本發明公開了一種海水中硫酸鹽還原菌的快速檢測方法，將待測樣品與選擇性培養基在厭氧條件下培養，培養結束后將培養液經濾膜過濾，然后加入到GSH?Au(I)?Pb(II)熒光檢測液中，待測樣品中的硫酸鹽還原菌代謝產生的硫離子可與熒光檢測液中的GSH?Au(I)?Pb(II)反應，使得熒光檢測液的熒光淬滅，通過熒光檢測液的熒光強度變化可得出待測樣品中硫酸鹽還原菌的濃度。本發明不使用生物酶，反應條件溫和，易保存。本發明方法選擇性高，檢測周期短，成本低，具有極大的推廣價值。

技術領域

本發明屬于分析化學領域，具體涉及一種海水中硫酸鹽還原菌的快速檢測方法。

背景技術

硫酸鹽還原菌(Sulfate-Reducing Bacteria，簡稱SRB)是一種腐蝕性微生物，其可通過自身的代謝過程將硫酸根離子或亞硫酸根離子還原為硫離子，產生的硫離子可促進鋼鐵的腐蝕，對海洋工程材料造成嚴重的損失和威脅。目前廣泛使用的硫酸鹽還原菌的檢測方法為最大可能數法。雖然最大可能數法具有檢測靈敏度高的特點，但其檢測周期過長(15天以上)。因此，開發一種靈敏度高、成本低的硫酸鹽還原菌的快速檢測方法顯得尤為重要。

發明內容

為解決以上技術問題，本發明提供一種海水環境中硫酸鹽還原菌的快速檢測方法。

為實現上述目的，本發明采用技術方案為：一種海水環境中硫酸鹽還原菌的快速檢測方法，將待測樣品與選擇性培養基在厭氧條件下培養，培養結束后將培養液經濾膜過濾，然后加入到GSH-Au(I)-Pb(II)熒光檢測液中，待測樣品中的硫酸鹽還原菌代謝產生的硫離子與所述熒光檢測液中的GSH-Au(I)-Pb(II)反應，使得所述熒光檢測液的熒光淬滅，通過所述熒光檢測液中的熒光強度變化得出待測樣品中硫酸鹽還原菌的濃度。

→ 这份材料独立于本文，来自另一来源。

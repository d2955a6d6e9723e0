use crate::error::MarksResult;
use crate::form::{FieldSpec, Forms};
use crate::gauge::{Band, Gauge};
use crate::scheme::Scheme;
use crate::scorer::{types::fixed2, ScoreResult};
use comfy_table::presets::ASCII_FULL;
use comfy_table::{Attribute, Cell, CellAlignment, Color, ContentArrangement, Table};
use serde::Serialize;

const BAR_WIDTH: usize = 20;

fn band_color(band: Band) -> Color {
    match band {
        Band::Good => Color::Green,
        Band::Warning => Color::Yellow,
        Band::Critical => Color::Red,
    }
}

pub fn heading(result: &ScoreResult) -> String {
    format!(
        "Your {} Internal Marks: {}/{}",
        result.scheme.title(),
        fixed2(result.total_score),
        result.max_score
    )
}

/// Text stand-in for the circular gauge, e.g. `[######--------------] 29% (critical)`.
pub fn gauge_line(gauge: &Gauge) -> String {
    let filled = ((gauge.arc_fraction() * BAR_WIDTH as f64).round() as usize).min(BAR_WIDTH);
    format!(
        "[{}{}] {}% ({})",
        "#".repeat(filled),
        "-".repeat(BAR_WIDTH - filled),
        gauge.rounded_percent(),
        gauge.band
    )
}

pub fn breakdown_table(result: &ScoreResult) -> Table {
    let gauge = Gauge::from_result(result);
    let mut table = Table::new();
    table
        .load_preset(ASCII_FULL)
        .set_content_arrangement(ContentArrangement::Dynamic)
        .set_header(vec![
            Cell::new("Component").add_attribute(Attribute::Bold),
            Cell::new("Marks").add_attribute(Attribute::Bold),
        ]);

    let last = result.breakdown.len().saturating_sub(1);
    for (i, entry) in result.breakdown.iter().enumerate() {
        let label = format!("{}:", entry.label);
        let value = entry.value.to_string();
        if i == last {
            table.add_row(vec![
                Cell::new(label).add_attribute(Attribute::Bold),
                Cell::new(value)
                    .add_attribute(Attribute::Bold)
                    .fg(band_color(gauge.band)),
            ]);
        } else {
            table.add_row(vec![Cell::new(label), Cell::new(value)]);
        }
    }

    if let Some(col) = table.column_mut(1) {
        col.set_cell_alignment(CellAlignment::Right);
    }
    table
}

/// Heading, gauge and breakdown for one result.
pub fn render_result(result: &ScoreResult) -> String {
    let gauge = Gauge::from_result(result);
    format!(
        "{}\n{}\n{}",
        heading(result),
        gauge_line(&gauge),
        breakdown_table(result)
    )
}

/// The input surface of one scheme with the values currently entered.
pub fn render_fields(forms: &Forms, scheme: Scheme) -> MarksResult<String> {
    let mut table = Table::new();
    table
        .load_preset(ASCII_FULL)
        .set_content_arrangement(ContentArrangement::Dynamic)
        .set_header(vec![
            Cell::new("Field").add_attribute(Attribute::Bold),
            Cell::new("Label"),
            Cell::new("Min"),
            Cell::new("Max"),
            Cell::new("Value").fg(Color::Cyan),
        ]);

    for spec in scheme.fields() {
        let raw = forms.get(scheme, spec.name)?;
        let max = spec.max.map(|m| m.to_string()).unwrap_or_default();
        table.add_row(vec![
            Cell::new(spec.name).add_attribute(Attribute::Bold),
            Cell::new(spec.label),
            Cell::new(FieldSpec::MIN),
            Cell::new(max),
            Cell::new(raw).fg(Color::Cyan),
        ]);
    }

    Ok(format!("{}\n{}", scheme.selector_label(), table))
}

#[derive(Serialize)]
#[serde(rename_all = "camelCase")]
struct JsonReport<'a> {
    #[serde(flatten)]
    result: &'a ScoreResult,
    percentage: f64,
    rounded_percent: u32,
    band: Band,
    color: &'static str,
}

pub fn to_json(result: &ScoreResult) -> MarksResult<String> {
    let gauge = Gauge::from_result(result);
    let report = JsonReport {
        result,
        percentage: gauge.percentage,
        rounded_percent: gauge.rounded_percent(),
        band: gauge.band,
        color: gauge.band.color_hex(),
    };
    Ok(serde_json::to_string_pretty(&report)?)
}
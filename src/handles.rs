//! Scoped in-memory document handles.
//!
//! Assembled documents and decoded page images are exposed to callers as
//! opaque `blob:<uuid>` tokens. A token resolves until it is released. The
//! [`SlotTable`] ties each token to the UI slot that shows it and releases
//! the previous token whenever a slot is refilled, so a superseded document
//! never outlives its replacement.

use std::collections::HashMap;
use std::fmt;
use std::sync::{Arc, Mutex};
use uuid::Uuid;

/// Opaque, URL-like token naming one buffer.
#[derive(Debug, Clone, PartialEq, Eq, Hash)]
pub struct HandleToken(String);

impl HandleToken {
    fn fresh() -> Self {
        Self(format!("blob:{}", Uuid::new_v4()))
    }

    pub fn as_str(&self) -> &str {
        &self.0
    }
}

impl fmt::Display for HandleToken {
    fn fmt(&self, f: &mut fmt::Formatter<'_>) -> fmt::Result {
        f.write_str(&self.0)
    }
}

/// What a handle holds.
#[derive(Debug, Clone, Copy, PartialEq, Eq)]
pub enum MediaType {
    Pdf,
    Png,
}

impl MediaType {
    pub fn mime(&self) -> &'static str {
        match self {
            MediaType::Pdf => "application/pdf",
            MediaType::Png => "image/png",
        }
    }
}

/// Process-wide table of live handles. Cloning shares the table.
#[derive(Debug, Clone, Default)]
pub struct HandleRegistry {
    entries: Arc<Mutex<HashMap<HandleToken, Arc<[u8]>>>>,
}

impl HandleRegistry {
    pub fn new() -> Self {
        Self::default()
    }

    /// Register a buffer and return its new token.
    pub fn acquire(&self, bytes: Arc<[u8]>, media: MediaType) -> HandleToken {
        let token = HandleToken::fresh();
        self.lock().insert(token.clone(), bytes);
        tracing::debug!(%token, media = media.mime(), "acquired handle");
        token
    }

    /// Bytes behind `token`, if it has not been released.
    pub fn get(&self, token: &HandleToken) -> Option<Arc<[u8]>> {
        self.lock().get(token).map(Arc::clone)
    }

    /// Drop the buffer behind `token`. Returns false if it was already gone.
    pub fn release(&self, token: &HandleToken) -> bool {
        let released = self.lock().remove(token).is_some();
        if released {
            tracing::debug!(%token, "released handle");
        }
        released
    }

    pub fn live_count(&self) -> usize {
        self.lock().len()
    }

    fn lock(&self) -> std::sync::MutexGuard<'_, HashMap<HandleToken, Arc<[u8]>>> {
        // A poisoned table still holds valid entries.
        self.entries.lock().unwrap_or_else(|e| e.into_inner())
    }
}

/// Display slot a handle is shown in.
#[derive(Debug, Clone, PartialEq, Eq, Hash)]
pub enum Slot {
    /// Assembled exact-mode clip document.
    Exact,
    /// Assembled full-page document.
    FullPage,
    /// Rendered overlay for one page of the crop-area viewer.
    PageImage(String),
}

/// One handle per slot; refilling a slot releases what it held.
#[derive(Debug)]
pub struct SlotTable {
    registry: HandleRegistry,
    slots: HashMap<Slot, HandleToken>,
}

impl SlotTable {
    pub fn new(registry: HandleRegistry) -> Self {
        Self {
            registry,
            slots: HashMap::new(),
        }
    }

    pub fn registry(&self) -> &HandleRegistry {
        &self.registry
    }

    /// Put `token` in `slot`, releasing the token it replaces.
    pub fn install(&mut self, slot: Slot, token: HandleToken) {
        if let Some(previous) = self.slots.insert(slot, token) {
            self.registry.release(&previous);
        }
    }

    /// Empty `slot`, releasing its token. Returns whether it held one.
    pub fn clear(&mut self, slot: &Slot) -> bool {
        match self.slots.remove(slot) {
            Some(token) => self.registry.release(&token),
            None => false,
        }
    }

    /// Release every slot's token (session teardown).
    pub fn clear_all(&mut self) {
        for (_, token) in self.slots.drain() {
            self.registry.release(&token);
        }
    }

    /// Release all page-image slots, keeping document slots.
    pub fn clear_page_images(&mut self) {
        let pages: Vec<Slot> = self
            .slots
            .keys()
            .filter(|s| matches!(s, Slot::PageImage(_)))
            .cloned()
            .collect();
        for slot in pages {
            self.clear(&slot);
        }
    }

    pub fn get(&self, slot: &Slot) -> Option<&HandleToken> {
        self.slots.get(slot)
    }
}

impl Drop for SlotTable {
    fn drop(&mut self) {
        self.clear_all();
    }
}
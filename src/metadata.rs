//! Metadata normalization.
//!
//! A source's `json/` folder holds any number of metadata documents, each in
//! one of three shapes. [`classify`] decides the shape up front and
//! [`normalize`] turns the document into an ordered list of [`Clip`]s:
//!
//! | Shape | Example | Clips |
//! |-------|---------|-------|
//! | [`Shape::Sequence`] | `[{...}, {...}]` | each element |
//! | [`Shape::Wrapped`] | `{"clips": [{...}]}` | each element of `clips` |
//! | [`Shape::IdentifierMap`] | `{"A1": {...}}` | one per key, id = key |

use serde_json::{Map, Value};
use std::path::{Path, PathBuf};
use walkdir::WalkDir;

use crate::error::ClipError;
use crate::models::Clip;
use crate::outcome::Outcome;

/// Shape of one parsed metadata document.
#[derive(Debug, Clone, Copy, PartialEq, Eq)]
pub enum Shape {
    Sequence,
    Wrapped,
    IdentifierMap,
}

/// Inspect a parsed document and report its shape. Checks run in priority
/// order; anything that is neither a sequence nor a `clips` wrapper is an
/// identifier map.
pub fn classify(doc: &Value) -> Shape {
    match doc {
        Value::Array(_) => Shape::Sequence,
        Value::Object(map) if matches!(map.get("clips"), Some(Value::Array(_))) => Shape::Wrapped,
        _ => Shape::IdentifierMap,
    }
}

/// Normalize one document into clips. `origin` labels skipped entries.
pub fn normalize(doc: &Value, origin: &str) -> Outcome<Clip> {
    let mut outcome = Outcome::new();
    match classify(doc) {
        Shape::Sequence => {
            if let Value::Array(items) = doc {
                collect_elements(items, origin, &mut outcome);
            }
        }
        Shape::Wrapped => {
            if let Some(Value::Array(items)) = doc.get("clips") {
                collect_elements(items, origin, &mut outcome);
            }
        }
        Shape::IdentifierMap => {
            if let Value::Object(map) = doc {
                collect_identifier_map(map, origin, &mut outcome);
            }
        }
    }
    outcome
}

fn collect_elements(items: &[Value], origin: &str, outcome: &mut Outcome<Clip>) {
    for (index, item) in items.iter().enumerate() {
        match item.as_object().and_then(Clip::from_object) {
            Some(clip) => outcome.push(clip),
            None => outcome.skip(
                format!("{}[{}]", origin, index),
                ClipError::MalformedMetadata {
                    file: PathBuf::from(origin),
                    reason: format!("entry {} is not a clip with pointers", index),
                },
            ),
        }
    }
}

fn collect_identifier_map(map: &Map<String, Value>, origin: &str, outcome: &mut Outcome<Clip>) {
    for (key, body) in map {
        let Value::Object(fields) = body else {
            tracing::debug!(origin, key = %key, "ignoring non-object metadata entry");
            continue;
        };
        let mut fields = fields.clone();
        fields.insert("id".to_string(), Value::String(key.clone()));
        let clip = Clip::from_object(&fields).or_else(|| {
            fields.insert("pointers".to_string(), Value::String(key.clone()));
            Clip::from_object(&fields)
        });
        match clip {
            Some(clip) => outcome.push(clip),
            None => outcome.skip(
                format!("{}:{}", origin, key),
                ClipError::MalformedMetadata {
                    file: PathBuf::from(origin),
                    reason: format!("entry '{}' has no usable pointers", key),
                },
            ),
        }
    }
}

/// Parse raw JSON text and normalize it. A parse failure costs the whole
/// document and is returned as [`ClipError::MalformedMetadata`].
pub fn parse_document(text: &str, file: &Path) -> Result<Outcome<Clip>, ClipError> {
    let doc: Value = serde_json::from_str(text).map_err(|e| ClipError::MalformedMetadata {
        file: file.to_path_buf(),
        reason: e.to_string(),
    })?;
    Ok(normalize(&doc, &file.display().to_string()))
}

/// List `*.json` files directly inside `dir`, in directory enumeration order.
pub fn json_files(dir: &Path) -> Result<Vec<PathBuf>, ClipError> {
    let mut files = Vec::new();
    for entry in WalkDir::new(dir).min_depth(1).max_depth(1) {
        let entry = entry.map_err(|e| {
            let path = e.path().unwrap_or(dir).to_path_buf();
            ClipError::io(path, e.into())
        })?;
        if entry.file_type().is_file()
            && entry
                .path()
                .extension()
                .is_some_and(|ext| ext.eq_ignore_ascii_case("json"))
        {
            files.push(entry.into_path());
        }
    }
    Ok(files)
}

/// Load and concatenate the clips of every metadata file in `json_dir`.
///
/// A file that cannot be read or parsed is logged and contributes zero
/// clips; its siblings are still processed.
pub async fn load_metadata_dir(json_dir: &Path) -> Result<Outcome<Clip>, ClipError> {
    if !json_dir.is_dir() {
        return Err(missing_subfolder(json_dir));
    }
    let mut outcome = Outcome::new();
    for file in json_files(json_dir)? {
        let text = match tokio::fs::read_to_string(&file).await {
            Ok(text) => text,
            Err(e) => {
                outcome.skip(file.display().to_string(), ClipError::io(&file, e));
                continue;
            }
        };
        match parse_document(&text, &file) {
            Ok(clips) => {
                tracing::debug!(
                    file = %file.display(),
                    clips = clips.success_count(),
                    "parsed metadata file"
                );
                outcome.extend(clips);
            }
            Err(err) => outcome.skip(file.display().to_string(), err),
        }
    }
    Ok(outcome)
}

pub(crate) fn missing_subfolder(path: &Path) -> ClipError {
    ClipError::MissingSubfolder {
        parent: path.parent().map(Path::to_path_buf).unwrap_or_default(),
        folder: path
            .file_name()
            .map(|n| n.to_string_lossy().to_string())
            .unwrap_or_default(),
    }
}

#[cfg(test)]
mod tests {
    use super::*;
    use serde_json::json;
    use std::fs;
    use tempfile::TempDir;

    #[test]
    fn classify_follows_priority_order() {
        assert_eq!(classify(&json!([])), Shape::Sequence);
        assert_eq!(classify(&json!({"clips": []})), Shape::Wrapped);
        // `clips` that is not a sequence falls through to the identifier map
        assert_eq!(classify(&json!({"clips": {"pointers": "x"}})), Shape::IdentifierMap);
        assert_eq!(classify(&json!({"A1": {}})), Shape::IdentifierMap);
    }

    #[test]
    fn sequence_elements_become_clips() {
        let doc = json!([
            {"title": "One", "pointers": "001-01"},
            {"title": "Two", "pointers": "002-01, 002-02"}
        ]);
        let outcome = normalize(&doc, "a.json");
        assert_eq!(outcome.success_count(), 2);
        assert_eq!(outcome.succeeded[1].pointer_tokens(), vec!["002-01", "002-02"]);
    }

    #[test]
    fn wrapped_sequence_skips_entries_without_pointers() {
        let doc = json!({"clips": [{"pointers": "p1"}, {"title": "no pointers"}, 7]});
        let outcome = normalize(&doc, "w.json");
        assert_eq!(outcome.success_count(), 1);
        assert_eq!(outcome.skip_count(), 2);
    }

    #[test]
    fn identifier_map_uses_keys() {
        let doc = json!({
            "k1": {"pointers": "p1"},
            "k2": {"title": "  ", "pointers": "p2"}
        });
        let outcome = normalize(&doc, "m.json");
        let clips = &outcome.succeeded;
        assert_eq!(clips.len(), 2);
        assert_eq!(clips[0].id.as_deref(), Some("k1"));
        assert_eq!(clips[1].id.as_deref(), Some("k2"));
        assert_eq!(clips[1].title, None);
        assert_eq!(clips[1].pointers, "p2");
    }

    #[test]
    fn identifier_map_defaults_pointers_to_key() {
        let doc = json!({"001-03": {"title": "Headline"}});
        let outcome = normalize(&doc, "m.json");
        assert_eq!(outcome.succeeded[0].pointers, "001-03");
        assert_eq!(outcome.succeeded[0].title.as_deref(), Some("Headline"));
    }

    #[test]
    fn key_overrides_body_id() {
        let doc = json!({"key": {"id": "other", "pointers": "p"}});
        let outcome = normalize(&doc, "m.json");
        assert_eq!(outcome.succeeded[0].id.as_deref(), Some("key"));
    }

    #[test]
    fn parse_error_is_malformed_metadata() {
        let err = parse_document("{not json", Path::new("bad.json")).unwrap_err();
        assert!(matches!(err, ClipError::MalformedMetadata { .. }));
    }

    #[tokio::test]
    async fn malformed_file_does_not_abort_siblings() {
        let tmp = TempDir::new().unwrap();
        let dir = tmp.path().join("json");
        fs::create_dir_all(&dir).unwrap();
        fs::write(dir.join("good.json"), r#"[{"pointers": "001-01"}]"#).unwrap();
        fs::write(dir.join("bad.json"), "{ oops").unwrap();
        fs::write(dir.join("notes.txt"), "ignored").unwrap();

        let outcome = load_metadata_dir(&dir).await.unwrap();
        assert_eq!(outcome.success_count(), 1);
        assert_eq!(outcome.skip_count(), 1);
        assert!(matches!(
            outcome.skipped[0].reason,
            ClipError::MalformedMetadata { .. }
        ));
    }

    #[tokio::test]
    async fn missing_json_dir_is_reported() {
        let tmp = TempDir::new().unwrap();
        let err = load_metadata_dir(&tmp.path().join("json")).await.unwrap_err();
        match err {
            ClipError::MissingSubfolder { folder, .. } => assert_eq!(folder, "json"),
            other => panic!("unexpected error: {other}"),
        }
    }
}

所述待測樣品經6000-8000轉/分鐘離心10-15分鐘后，收集沉淀加入到選擇性培養基中培養。

所述選擇性培養基為：1升陳海水中加入0.4-0.6克硫酸鈉，0.4-0.6克硫酸氫二鉀，1.0-1.5克氯化銨，0.1-0.2克氯化鈣，1.5-2.0克硫酸鎂，1.0-1.5克酵母提取物，3-5毫升乳酸鈉。所述陳海水是把取來的新鮮海水裝入玻璃瓶儲放在暗處數星期后得到的海水。

所述待測樣品與選擇性培養基在厭氧條件下培養時間為1-3天。

所述待測樣品與選擇性培養基在厭氧條件下的培養溫度為30-35℃。

培養結束后所述培養液經0.25微米濾膜過濾。

所述GSH-Au(I)-Pb(II)熒光檢測液的制備方法為，將四氯金酸與還原性谷胱甘肽于室溫下混合均勻后，加入氫氧化鈉調節溶液至無色透明，老化1小時后，向其中加入硝酸鉛反應5-10分鐘，使其發出熒光。

所述熒光檢測液的熒光強度是在激發波長為360nm，發射波長為560nm條件下測得的。

所述待測樣品包括但不限于水樣、土壤。

所述待測樣品中硫酸鹽還原菌的濃度由所述熒光檢測液中的熒光完全淬滅所需要的時間計算得出，其關系式為LogC_SRB＝9-0.08333t，t是培養時間。

本發明的有益效果在于：

本發明利用硫酸鹽還原菌代謝產生的硫離子對檢測液的響應，通過熒光檢測液中的GSH-Au(I)-Pb(II)與硫酸鹽還原菌的代謝產物硫離子反應，使熒光檢測液的熒光強度降低，從而實現對硫酸鹽還原菌的快速檢測。本發明不使用生物酶，反應條件溫和，易保存。本發明方法選擇性高，檢測周期短，成本低，具有極大的推廣價值。此外，本發明不限于對海水環境中的硫酸鹽還原菌作快速檢測，對于其他水環境中的硫酸鹽還原菌的快速檢測同樣適用。

附圖說明

圖1為GSH-Au(I)-Pb(II)熒光檢測液由無熒光變為發出強熒光。